Double-checking every fold and pleat is neatly tucked in just before your models hit the runway is a stressful job on a good day. Now imagine being pregnant on top of that.
Such was the experience of Montreal-based designer Melissa Nepton at Toronto Fashion Week. However, she didn’t let her visibly pregnant state keep her from being hands-on back stage with the models and getting her runway ready to go. She claims her pregnancy had much to do with allowing her to handle her job with ease.
“(I was) nervous. Stressed,” begins Nepton, when asked how she’s been since Toronto Fashion Week kicked off. “Each one (of my shows) is stressful. But I think with the pregnancy, I kind of relaxed. I have other things to think about, (with) me and everything (about the pregnancy).”
And that relaxation definitely paid off. Her show captivated the crowd as model after model came out in clothes hued in coral pinks, mint greens, beiges, and the occasional splash of blues and blacks.
Some stand-out pieces included a beige and mint-green striped, one-piece bathing suit wrapped in a sheer white robe, and a beautiful flowing blue skirt paired with a black and white patterned top.
Her collection carried items of different varieties; very revealing, very covered, knitted tops and textured fabrics. Some were purely in soft colours, and others were in bold dark colours, or evenly contrasting black and white. Yet they still conveyed the same theme of walking along the beach in the summer.
“The inspiration was very cruise-collection, and the 70s,” Nepton says. “And I really loved the 20s…I don’t know if it’s because I’m pregnant, but the inspiration was very whimmy, beige (and) very moody.”
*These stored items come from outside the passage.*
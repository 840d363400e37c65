use clap::Parser;
use indicatif::ProgressBar;
use market_finder::{api, cli, config, display, error, finder, photo, register, store};
use market_finder::language::LanguageCode;
use market_finder_common::{sort_by_distance, Coordinates, Market, PredictionResult, Reconciliation, ViewMode};
use api::ApiClient;
use cli::{Cli, Commands};
use config::Config;
use error::{MarketFinderError, Result};
use finder::MarketFinder;
use register::ShopRegistration;
use std::path::Path;
use std::time::Duration;
use store::{FileStore, SelectionStore, SELECTED_MARKET_KEY};

type Finder = MarketFinder<ApiClient, FileStore>;

#[tokio::main]
async fn main() -> anyhow::Result<()> {
    let cli = Cli::parse();
    init_tracing(cli.verbose);

    if let Err(e) = run(cli).await {
        if e.is_fetch_failure() {
            eprintln!("✖ {}", e);
            eprintln!("  通信状態を確認して、もう一度実行してください");
        }
        return Err(e.into());
    }
    Ok(())
}

fn init_tracing(verbose: bool) {
    let level = if verbose {
        tracing::Level::DEBUG
    } else {
        tracing::Level::WARN
    };
    tracing_subscriber::fmt()
        .with_max_level(level)
        .with_target(false)
        .with_writer(std::io::stderr)
        .init();
}

async fn run(cli: Cli) -> Result<()> {
    let mut config = Config::load()?;
    let state_dir = match cli.state_dir {
        Some(dir) => dir,
        None => Config::data_dir()?,
    };
    let language = cli.lang.unwrap_or(config.language);
    let origin = cli.near;

    match cli.command {
        Commands::Markets => {
            println!("🏪 market-finder - 市場一覧\n");
            let mut finder = build_finder(&config, &state_dir, language)?;
            refresh_markets(&mut finder).await?;

            let markets = match origin {
                Some(origin) => sort_by_distance(finder.session().markets(), &origin),
                None => finder.session().markets().to_vec(),
            };
            display::print_markets(&markets, finder.session().selected_market_id(), origin);
        }

        Commands::Select { market_id } => {
            let mut finder = build_finder(&config, &state_dir, language)?;
            refresh_markets(&mut finder).await?;

            let market_id = match market_id {
                Some(id) => id,
                None => match pick_market(finder.session().markets())? {
                    Some(id) => id,
                    None => {
                        println!("キャンセルしました");
                        return Ok(());
                    }
                },
            };

            let pb = spinner("店舗一覧を取得中...");
            let result = finder.select_market(&market_id).await;
            pb.finish_and_clear();
            result?;

            let name = finder
                .session()
                .selected_market()
                .map(|m| m.name.clone())
                .unwrap_or_else(|| market_id.clone());
            println!("✔ {} を選択しました（{}件の店舗）", name, finder.session().shops().len());
        }

        Commands::Shops { keyword } => {
            let mut finder = build_finder(&config, &state_dir, language)?;
            refresh_markets(&mut finder).await?;
            load_selected_shops(&mut finder).await?;

            finder.set_keyword(keyword);
            let out = finder.view(origin);
            print_reconciliation(&out, finder.session().selection().search_keyword.as_deref(), None, origin);
        }

        Commands::Products { shop_id } => {
            let finder = build_finder(&config, &state_dir, language)?;
            let pb = spinner("商品一覧を取得中...");
            let products = finder.fetch_products(&shop_id).await;
            pb.finish_and_clear();

            display::print_products(&products?);
        }

        Commands::Predict { image, crop } => {
            println!("📸 market-finder - 写真検索\n");
            let mut finder = build_finder(&config, &state_dir, language)?;
            refresh_markets(&mut finder).await?;
            if finder.session().selected_market_id().is_none() {
                return Err(MarketFinderError::NoMarketSelected);
            }

            let bytes = photo::prepare_photo(&image, crop, config.max_image_size)?;
            println!("✔ 写真を準備しました（{} bytes）", bytes.len());

            let pb = spinner("料理を認識中...");
            let result = finder.search_photo(bytes, origin).await;
            pb.finish_and_clear();
            let out = result?;

            let prediction = finder.session().selection().prediction_result.clone();
            print_reconciliation(
                &out,
                finder.session().selection().search_keyword.as_deref(),
                prediction.as_ref(),
                origin,
            );
        }

        Commands::View { keyword, prediction, json } => {
            let mut finder = build_finder(&config, &state_dir, language)?;
            refresh_markets(&mut finder).await?;
            if finder.session().selected_market_id().is_some() {
                load_selected_shops(&mut finder).await?;
            }

            let out = match prediction {
                Some(path) => {
                    let result = PredictionResult::from_file(&path)?;
                    finder.apply_prediction(result, origin)
                }
                None => {
                    finder.set_keyword(keyword);
                    finder.view(origin)
                }
            };

            if json {
                println!("{}", serde_json::to_string_pretty(&out)?);
            } else {
                let prediction = finder.session().selection().prediction_result.clone();
                print_reconciliation(
                    &out,
                    finder.session().selection().search_keyword.as_deref(),
                    prediction.as_ref(),
                    origin,
                );
            }
        }

        Commands::Register { name, phone, location, photos, code } => {
            println!("📝 market-finder - 店舗登録\n");
            let client = ApiClient::for_registration(&config)?;

            let code = match code {
                Some(code) => code,
                None => dialoguer::Input::<String>::new()
                    .with_prompt("確認コード")
                    .interact_text()
                    .map_err(|e| MarketFinderError::Prompt(e.to_string()))?,
            };

            register::verify_code(&code)?;

            let mut registration = ShopRegistration::new(name);
            registration.phone = phone;
            registration.location = location.or(origin);
            for path in &photos {
                registration.photos.push(photo::prepare_photo(path, None, config.max_image_size)?);
            }

            let pb = spinner("登録中...");
            let result = register::register_shop(&client, &code, &registration).await;
            pb.finish_and_clear();

            match result? {
                Some(message) => println!("✔ 店舗を登録しました: {}", message),
                None => println!("✔ 店舗を登録しました"),
            }
        }

        Commands::Clear => {
            let mut store = FileStore::open(&state_dir);
            match store.get(SELECTED_MARKET_KEY) {
                Some(id) => {
                    store.remove(SELECTED_MARKET_KEY)?;
                    println!("✔ 市場の選択を解除しました: {}", id);
                }
                None => println!("選択中の市場はありません"),
            }
        }

        Commands::Config { set_api_base_url, set_predict_url, set_register_url, set_language, show } => {
            let mut changed = false;

            if let Some(url) = set_api_base_url {
                config.api_base_url = Some(url);
                changed = true;
            }
            if let Some(url) = set_predict_url {
                config.predict_url = url;
                changed = true;
            }
            if let Some(url) = set_register_url {
                config.register_url = Some(url);
                changed = true;
            }
            if let Some(lang) = set_language {
                config.language = lang;
                changed = true;
            }
            if changed {
                config.save()?;
                println!("✔ 設定を保存しました");
            }

            if show || !changed {
                println!("設定:");
                println!("  一覧API: {}", config.api_base_url().unwrap_or_else(|_| "未設定".into()));
                println!("  予測API: {}", config.predict_url());
                println!("  登録API: {}", config.register_url().unwrap_or_else(|_| "未設定".into()));
                println!("  言語: {} ({})", config.language, config.language.native_name());
                println!("  最大画像サイズ: {}px", config.max_image_size);
                println!("  タイムアウト: {}秒", config.timeout_seconds);
                println!("  保存先: {}", state_dir.display());
            }
        }
    }

    Ok(())
}

fn build_finder(config: &Config, state_dir: &Path, language: LanguageCode) -> Result<Finder> {
    let client = ApiClient::from_config(config)?;
    let store = FileStore::open(state_dir);
    Ok(MarketFinder::new(client, store, language))
}

async fn refresh_markets(finder: &mut Finder) -> Result<()> {
    let before = finder.session().selected_market_id().map(str::to_string);

    let pb = spinner("市場一覧を取得中...");
    let result = finder.refresh_markets().await.map(|_| ());
    pb.finish_and_clear();
    result?;

    if let (Some(id), None) = (before, finder.session().selected_market_id()) {
        println!("⚠ 保存されていた市場 ({}) が見つからないため、選択を解除しました\n", id);
    }
    Ok(())
}

async fn load_selected_shops(finder: &mut Finder) -> Result<()> {
    let pb = spinner("店舗一覧を取得中...");
    let result = finder.load_shops().await;
    pb.finish_and_clear();
    result?;
    Ok(())
}

fn pick_market(markets: &[Market]) -> Result<Option<String>> {
    if markets.is_empty() {
        println!("市場がありません");
        return Ok(None);
    }

    let labels: Vec<String> = markets
        .iter()
        .map(|m| format!("{} ({})", m.name, m.id))
        .collect();

    let choice = dialoguer::Select::new()
        .with_prompt("市場を選択してください")
        .items(&labels)
        .default(0)
        .interact_opt()
        .map_err(|e| MarketFinderError::Prompt(e.to_string()))?;

    Ok(choice.map(|i| markets[i].id.clone()))
}

fn print_reconciliation(
    out: &Reconciliation,
    keyword: Option<&str>,
    prediction: Option<&PredictionResult>,
    origin: Option<Coordinates>,
) {
    if out.selection_invalid {
        println!("⚠ 保存されていた市場が見つかりません");
    }

    match out.view_mode {
        ViewMode::Markets => {
            println!("市場一覧:");
            display::print_markets(&out.visible_markets, None, origin);
        }
        ViewMode::Shops => {
            if let Some(market) = &out.selected_market {
                println!("{}", market.name);
            }
            if let Some(prediction) = prediction {
                println!("認識結果: {} ({:.0}%)", prediction.chosen_label, prediction.confidence * 100.0);
                if let Some(explanation) = &prediction.explanation {
                    println!("  {}: {}", explanation.title, explanation.summary);
                }
            }

            match keyword {
                _ if out.empty_prediction => println!("一致する店舗が見つかりませんでした"),
                Some(k) if out.visible_shops.is_empty() => println!("\"{}\" の検索結果はありません", k),
                _ => display::print_shops(&out.visible_shops, keyword, origin),
            }
        }
    }
}

fn spinner(message: &str) -> ProgressBar {
    let pb = ProgressBar::new_spinner();
    pb.set_message(message.to_string());
    pb.enable_steady_tick(Duration::from_millis(100));
    pb
}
Whether or not the pregnancy had an effect on Nepton’s vision for her spring-summer 2013 collection, she was positive the contrasts between her soft colours and her bold colours effectively expressed the two sides of her self that she wanted to share.
“I really like to separate two separate kinds of femininity,” she explains. “I think I’m very feminine and soft as a person, but I’m a rebel also. I’m strong, and I can be both. I think it’s me. And I think its fun to work on two halves.”